Task details: Go line by line through the listing below and copy those that hold "ScriptedProvider".

..........

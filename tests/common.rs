#![allow(dead_code)]

use async_trait::async_trait;
use std::collections::VecDeque;
use std::sync::{Arc, Mutex};

use resume_enhancer::{Error, LLMProvider, Result};

/// Provider double that replays canned replies and records prompts.
pub struct ScriptedProvider {
    replies: Mutex<VecDeque<Result<String>>>,
    prompts: Mutex<Vec<String>>,
}

impl ScriptedProvider {
    pub fn new(replies: Vec<Result<String>>) -> Arc<Self> {
        Arc::new(Self {
            replies: Mutex::new(replies.into()),
            prompts: Mutex::new(Vec::new()),
        })
    }

    pub fn prompts(&self) -> Vec<String> {
        self.prompts.lock().unwrap().clone()
    }
}

#[async_trait]
impl LLMProvider for ScriptedProvider {
    async fn complete(&self, prompt: &str) -> Result<String> {
        self.prompts.lock().unwrap().push(prompt.to_string());
        self.replies
            .lock()
            .unwrap()
            .pop_front()
            .unwrap_or_else(|| Err(Error::LLMApi("no scripted reply".to_string())))
    }

    fn name(&self) -> &str {
        "Scripted"
    }

    fn model(&self) -> &str {
        "scripted-1"
    }
}

pub const ANALYSIS_REPLY: &str = r#"Thanks for the documents.

<analysis>
Strong Rust and PostgreSQL background. No Kafka or Kubernetes.
</analysis>

<tailoring_suggestions>
1. Add event streaming work
2. Quantify ownership of the routing service
</tailoring_suggestions>

<score_justification>
Core language fit is good, platform requirements are missing.
</score_justification>

<score>
64/100
</score>
"#;

pub const OPTIMIZATION_REPLY: &str = r#"<optimized_resume>
Jane Doe
Backend Engineer, Parcelhub (2020 - present)
- Owned the Rust order routing service end to end (40M shipments)
- Streamed shipment events through Kafka
</optimized_resume>

<changes_made>
- Highlighted ownership
- Surfaced event streaming
</changes_made>

<new_score>
79
</new_score>

<score_justification>
Event streaming is now visible.
</score_justification>"#;
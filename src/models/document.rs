use serde::{Deserialize, Serialize};
use std::path::PathBuf;

use crate::error::{Error, Result};

#[derive(Debug, Clone, Copy, Serialize, Deserialize, PartialEq, Eq, Hash)]
#[serde(rename_all = "snake_case")]
pub enum DocumentKind {
    Resume,
    JobDescription,
    CompanyInfo,
}

impl DocumentKind {
    /// Tag the document is wrapped in inside the analysis prompt.
    pub fn tag(&self) -> &'static str {
        match self {
            DocumentKind::Resume => "resume",
            DocumentKind::JobDescription => "job_description",
            DocumentKind::CompanyInfo => "company_info",
        }
    }
}

impl std::fmt::Display for DocumentKind {
    fn fmt(&self, f: &mut std::fmt::Formatter<'_>) -> std::fmt::Result {
        match self {
            DocumentKind::Resume => write!(f, "resume"),
            DocumentKind::JobDescription => write!(f, "job description"),
            DocumentKind::CompanyInfo => write!(f, "company information"),
        }
    }
}

#[derive(Debug, Clone, Serialize, Deserialize)]
pub struct Document {
    pub kind: DocumentKind,
    pub source: Option<PathBuf>,
    pub content: String,
}

impl Document {
    pub fn from_text(kind: DocumentKind, content: impl Into<String>) -> Self {
        Self {
            kind,
            source: None,
            content: content.into(),
        }
    }

    pub fn is_blank(&self) -> bool {
        self.content.trim().is_empty()
    }

    pub fn source_label(&self) -> String {
        self.source
            .as_ref()
            .map(|p| p.display().to_string())
            .unwrap_or_else(|| "<inline>".to_string())
    }
}

/// The resume, job description and company background compared in one
/// session.
#[derive(Debug, Clone)]
pub struct DocumentSet {
    pub resume: Document,
    pub job_description: Document,
    pub company_info: Document,
}

impl DocumentSet {
    pub fn new(resume: Document, job_description: Document, company_info: Document) -> Result<Self> {
        let slots = [
            (DocumentKind::Resume, &resume),
            (DocumentKind::JobDescription, &job_description),
            (DocumentKind::CompanyInfo, &company_info),
        ];

        for (expected, document) in slots {
            if document.kind != expected || document.is_blank() {
                return Err(Error::MissingDocument(expected));
            }
        }

        Ok(Self {
            resume,
            job_description,
            company_info,
        })
    }

    pub fn iter(&self) -> impl Iterator<Item = &Document> {
        [&self.resume, &self.job_description, &self.company_info].into_iter()
    }

    pub fn total_chars(&self) -> usize {
        self.iter().map(|d| d.content.len()).sum()
    }
}
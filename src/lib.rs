pub mod config;
pub mod error;
pub mod models;
pub mod documents;
pub mod llm;
pub mod analysis;
pub mod output;

pub use config::Config;
pub use error::{Error, Result};
pub use documents::DocumentLoader;
pub use llm::{build_provider, ClaudeProvider, GeminiProvider, LLMProvider, ProviderKind, RetryPolicy};
pub use analysis::{EnhancementSession, ResumeEnhancer};
pub use output::OutputFormat;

..........

Answer:
pub struct ScriptedProvider {
impl ScriptedProvider {
impl LLMProvider for ScriptedProvider {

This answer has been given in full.